According to the source, the PA is worried that if the talks fail, the main beneficiary will be Hamas. "There is no intention to sabotage the negotiations," the source said in closed talks.
However, aides close to Netanyahu insisted on Sunday that "there is no way Netanyahu will agree to the 1967 borders. At a time when the Americans are withdrawing from Iraq, and the eastern front is returning, there is no chance for Palestinian control in the Jordan Valley."
The Palestinian leadership is at odds over how to respond in case Israel does resume construction in the West Bank after the moratorium expires on September 26. Some officials have stressed that the Palestinians should not be the ones to quit the negotiations, while others contend that in case settlement building resumes, the Palestinians should walk out on the negotiations, even if such a move would serve Israel's interests.
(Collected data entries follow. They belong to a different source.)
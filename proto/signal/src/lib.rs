//! Signaling protocol of Echo voice channels.
//!
//! Every participant of a voice channel publishes and consumes the same set
//! of [`Event`]s on the channel's pub/sub topic (`voice:<channel id>`), so
//! there is no client/server message split: the enum below is the whole wire
//! surface. Events are framed as `{"event": "...", "data": {...}}` with
//! kebab-case event names and camelCase payload fields.
//!
//! The session-directory REST service answers rosters shaped as
//! [`ParticipantInfo`], which is exactly the `voice-join` payload minus the
//! event framing.

#![forbid(unsafe_code)]

use derive_more::{Constructor, Display, From};
use medea_macro::dispatchable;
use serde::{Deserialize, Serialize};

/// ID of a voice channel.
#[derive(
    Clone, Debug, Deserialize, Display, Eq, From, Hash, PartialEq, Serialize,
)]
#[from(forward)]
pub struct ChannelId(pub String);

/// ID of a channel participant.
#[derive(
    Clone, Debug, Deserialize, Display, Eq, From, Hash, PartialEq, Serialize,
)]
#[from(forward)]
pub struct ParticipantId(pub String);

/// Snapshot of one participant's presence in a voice channel.
///
/// Broadcast as the `voice-join` payload and returned by the session
/// directory as a roster entry.
#[derive(Clone, Debug, Deserialize, Eq, PartialEq, Serialize)]
#[serde(rename_all = "camelCase")]
pub struct ParticipantInfo {
    /// ID of the participant.
    pub user_id: ParticipantId,

    /// Display name of the participant.
    pub username: String,

    /// Avatar of the participant, if one is set.
    pub avatar_url: Option<String>,

    /// Indicator whether the participant's microphone is muted.
    pub is_muted: bool,

    /// Indicator whether the participant publishes camera video.
    pub has_video: bool,

    /// Indicator whether the participant publishes a screen capture.
    pub is_screen_sharing: bool,
}

/// [ICE candidate][1] of a media connection, relayed between two peers.
///
/// [1]: https://tools.ietf.org/html/rfc5245#section-2
#[derive(Clone, Constructor, Debug, Deserialize, Eq, PartialEq, Serialize)]
#[serde(rename_all = "camelCase")]
pub struct IceCandidate {
    /// [`candidate` field][1] of the discovered candidate.
    ///
    /// [1]: https://w3.org/TR/webrtc/#dom-rtcicecandidate-candidate
    pub candidate: String,

    /// [`sdpMLineIndex` field][1] of the discovered candidate.
    ///
    /// [1]: https://w3.org/TR/webrtc/#dom-rtcicecandidate-sdpmlineindex
    pub sdp_m_line_index: Option<u16>,

    /// [`sdpMid` field][1] of the discovered candidate.
    ///
    /// [1]: https://w3.org/TR/webrtc/#dom-rtcicecandidate-sdpmid
    pub sdp_mid: Option<String>,
}

/// Events published on a voice channel topic.
///
/// Presence events (`voice-*`) address the whole channel; negotiation events
/// (`webrtc-*`) carry an explicit addressee and are ignored by everyone
/// else. Delivery is at-least-once with no ordering guarantee across
/// different event kinds.
#[dispatchable(self: &Self, async_trait(?Send))]
#[derive(Clone, Debug, Deserialize, PartialEq, Serialize)]
#[serde(tag = "event", content = "data")]
#[serde(rename_all = "kebab-case", rename_all_fields = "camelCase")]
pub enum Event {
    /// Participant entered the channel.
    VoiceJoin {
        /// ID of the joined participant.
        user_id: ParticipantId,

        /// Display name of the joined participant.
        username: String,

        /// Avatar of the joined participant.
        avatar_url: Option<String>,

        /// Mute state the participant joined with.
        is_muted: bool,

        /// Camera state the participant joined with.
        has_video: bool,

        /// Screen-capture state the participant joined with.
        is_screen_sharing: bool,
    },

    /// Participant left the channel.
    VoiceLeave {
        /// ID of the left participant.
        user_id: ParticipantId,
    },

    /// Participant muted or unmuted its microphone.
    VoiceMuteUpdate {
        /// ID of the updated participant.
        user_id: ParticipantId,

        /// New mute state.
        is_muted: bool,
    },

    /// Participant enabled or disabled its camera.
    VoiceVideoUpdate {
        /// ID of the updated participant.
        user_id: ParticipantId,

        /// New camera state.
        has_video: bool,
    },

    /// Participant started or stopped sharing its screen.
    VoiceScreenUpdate {
        /// ID of the updated participant.
        user_id: ParticipantId,

        /// New screen-capture state.
        is_screen_sharing: bool,
    },

    /// Participant started speaking.
    VoiceSpeaking {
        /// ID of the speaking participant.
        user_id: ParticipantId,
    },

    /// Participant stopped speaking.
    VoiceStopped {
        /// ID of the participant that went silent.
        user_id: ParticipantId,
    },

    /// SDP offer relayed to a single addressee.
    WebrtcOffer {
        /// ID of the offering participant.
        from_user_id: ParticipantId,

        /// ID of the addressee.
        to_user_id: ParticipantId,

        /// SDP offer text.
        sdp: String,
    },

    /// SDP answer relayed to a single addressee.
    WebrtcAnswer {
        /// ID of the answering participant.
        from_user_id: ParticipantId,

        /// ID of the addressee.
        to_user_id: ParticipantId,

        /// SDP answer text.
        sdp: String,
    },

    /// ICE candidate relayed to a single addressee.
    WebrtcIce {
        /// ID of the participant that discovered the candidate.
        from_user_id: ParticipantId,

        /// ID of the addressee.
        to_user_id: ParticipantId,

        /// The discovered candidate.
        candidate: IceCandidate,
    },
}

impl Event {
    /// Returns the addressee of this [`Event`], if it is a directed
    /// negotiation event.
    #[must_use]
    pub fn to_user_id(&self) -> Option<&ParticipantId> {
        match self {
            Self::WebrtcOffer { to_user_id, .. }
            | Self::WebrtcAnswer { to_user_id, .. }
            | Self::WebrtcIce { to_user_id, .. } => Some(to_user_id),
            _ => None,
        }
    }
}

impl From<ParticipantInfo> for Event {
    fn from(info: ParticipantInfo) -> Self {
        Self::VoiceJoin {
            user_id: info.user_id,
            username: info.username,
            avatar_url: info.avatar_url,
            is_muted: info.is_muted,
            has_video: info.has_video,
            is_screen_sharing: info.is_screen_sharing,
        }
    }
}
According to the latter group, the make up of Netanyahu's government allows for almost no leeway.
The Palestinians realized that rejecting US President Barack Obama's call to launch direct talks would prompt donor nations to stop funneling money to the Authority.
Meanwhile, Netanyahu consulted on Sunday with his senior advisors and members of the limited negotiation team that will conduct the talks with the Palestinians in order to prepare for the trip to Washington.
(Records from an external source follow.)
impl SessionHandle {
    /// Joins the provided voice channel.
    ///
    /// # Errors
    ///
    /// - [`SessionError::AlreadyJoined`] if the session is joined already;
    /// - [`SessionError::CouldNotGetLocalMedia`] if the microphone cannot
    ///   be acquired, in which case no state is changed.
    ///
    /// Connectivity failures past local media acquisition degrade the
    /// session instead of failing it and are surfaced through the
    /// `on_error` callback.
    pub async fn join(
        &self,
        channel_id: ChannelId,
    ) -> std::result::Result<(), EngineError> {
        let inner = upgrade_or_detached!(self.0, EngineError)?;
        inner.join(channel_id).await.map_err(EngineError::from)
    }

    /// Leaves the joined voice channel.
    ///
    /// Idempotent and callable from any state, including mid-negotiation:
    /// every connection, track, subscription and timer is released
    /// deterministically.
    ///
    /// # Errors
    ///
    /// With [`HandlerDetachedError`] if the session was disposed.
    ///
    /// [`HandlerDetachedError`]: crate::utils::HandlerDetachedError
    pub async fn leave(&self) -> std::result::Result<(), EngineError> {
        let inner = upgrade_or_detached!(self.0, EngineError)?;
        inner.leave().await;
        Ok(())
    }

    /// Toggles the local microphone mute state, returning the new state.
    ///
    /// Muting only disables the shared audio track, so no renegotiation
    /// happens.
    ///
    /// # Errors
    ///
    /// With [`SessionError::NotJoined`] if the session is not joined.
    pub async fn toggle_mute(&self) -> std::result::Result<bool, EngineError> {
        let inner = upgrade_or_detached!(self.0, EngineError)?;
        inner.toggle_mute().await.map_err(EngineError::from)
    }

    /// Toggles the local camera, returning the new state.
    ///
    /// Turning the camera on or off changes the shared track set, so every
    /// peer connection in stable state is renegotiated.
    ///
    /// # Errors
    ///
    /// - [`SessionError::NotJoined`] if the session is not joined;
    /// - [`SessionError::CouldNotGetLocalMedia`] if the camera cannot be
    ///   acquired; only this toggle is aborted then.
    pub async fn toggle_video(
        &self,
    ) -> std::result::Result<bool, EngineError> {
        let inner = upgrade_or_detached!(self.0, EngineError)?;
        inner.toggle_video().await.map_err(EngineError::from)
    }

    /// Toggles the local screen capture, returning the new state.
    ///
    /// # Errors
    ///
    /// Same as [`SessionHandle::toggle_video()`].
    pub async fn toggle_screen_share(
        &self,
    ) -> std::result::Result<bool, EngineError> {
        let inner = upgrade_or_detached!(self.0, EngineError)?;
        inner.toggle_screen_share().await.map_err(EngineError::from)
    }

    /// Indicates whether the session is currently joined to a channel.
    ///
    /// # Errors
    ///
    /// With [`HandlerDetachedError`] if the session was disposed.
    ///
    /// [`HandlerDetachedError`]: crate::utils::HandlerDetachedError
    pub fn is_joined(&self) -> std::result::Result<bool, EngineError> {
        let inner = upgrade_or_detached!(self.0, EngineError)?;
        Ok(inner.is_joined.get())
    }

    /// Indicates whether the local participant currently counts as
    /// speaking.
    ///
    /// # Errors
    ///
    /// With [`HandlerDetachedError`] if the session was disposed.
    ///
    /// [`HandlerDetachedError`]: crate::utils::HandlerDetachedError
    pub fn is_speaking(&self) -> std::result::Result<bool, EngineError> {
        let inner = upgrade_or_detached!(self.0, EngineError)?;
        Ok(inner.is_speaking.get())
    }

    /// Sets the callback invoked once per successful join, when the local
    /// participant enters the voice channel (the "join sound" hook).
    ///
    /// # Errors
    ///
    /// With [`HandlerDetachedError`] if the session was disposed.
    ///
    /// [`HandlerDetachedError`]: crate::utils::HandlerDetachedError
    pub fn on_joined<F>(&self, f: F) -> std::result::Result<(), EngineError>
    where
        F: Fn(()) + 'static,
    {
        let inner = upgrade_or_detached!(self.0, EngineError)?;
        inner.on_joined.set_func(f);
        Ok(())
    }

    /// Sets the callback invoked on every non-fatal engine failure.
    ///
    /// # Errors
    ///
    /// With [`HandlerDetachedError`] if the session was disposed.
    ///
    /// [`HandlerDetachedError`]: crate::utils::HandlerDetachedError
    pub fn on_error<F>(&self, f: F) -> std::result::Result<(), EngineError>
    where
        F: Fn(EngineError) + 'static,
    {
        let inner = upgrade_or_detached!(self.0, EngineError)?;
        inner.on_error.set_func(f);
        Ok(())
    }

    /// Sets the callback invoked when a remote participant appears in the
    /// roster.
    ///
    /// # Errors
    ///
    /// With [`HandlerDetachedError`] if the session was disposed.
    ///
    /// [`HandlerDetachedError`]: crate::utils::HandlerDetachedError
    pub fn on_new_participant<F>(
        &self,
        f: F,
    ) -> std::result::Result<(), EngineError>
    where
        F: Fn(ParticipantHandle) + 'static,
    {
        let inner = upgrade_or_detached!(self.0, EngineError)?;
        inner.participants.on_new_participant(f);
        Ok(())
    }

    /// Returns IDs of every remote participant currently in the roster.
    ///
    /// # Errors
    ///
    /// With [`HandlerDetachedError`] if the session was disposed.
    ///
    /// [`HandlerDetachedError`]: crate::utils::HandlerDetachedError
    pub fn participants(
        &self,
    ) -> std::result::Result<Vec<ParticipantId>, EngineError> {
        let inner = upgrade_or_detached!(self.0, EngineError)?;
        Ok(inner.participants.ids())
    }
}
As of now, it remains unclear what Israel's official stance will be on the continuation of the moratorium imposed on West Bank settlement construction. Netanyahu said that cabinet's decision to renew building upon the expiration of the freeze still stands.
A Likud official close with the prime minister said, "It is very hard to believe that construction will not resume."
On the other hand, some estimate that Netanyahu will ask to wait on making a decision "until the last minute," and will act in accordance with the reality stemming from the direct talks. In other words, should the US apply heavy pressure, Netanyahu will take action to find a creative solution that will prevent the implosion of talks.
Officials in the political establishment noted on Saturday that one of the economic possibilities recently raised in various discussions it to allow more Palestinians to enter Israel for work at the expense of foreign workers in order to improve the economic status of West Bank Palestinians and signal to them that peace will help raise their standard of living under PA leadership.
Some members of the coalition have already threatened resignation from the government should the building freeze continue. Senior Habayit Hayehudi officials said the part will not be able to remain n Netanyahu's coalition if he does not renew settlement construction.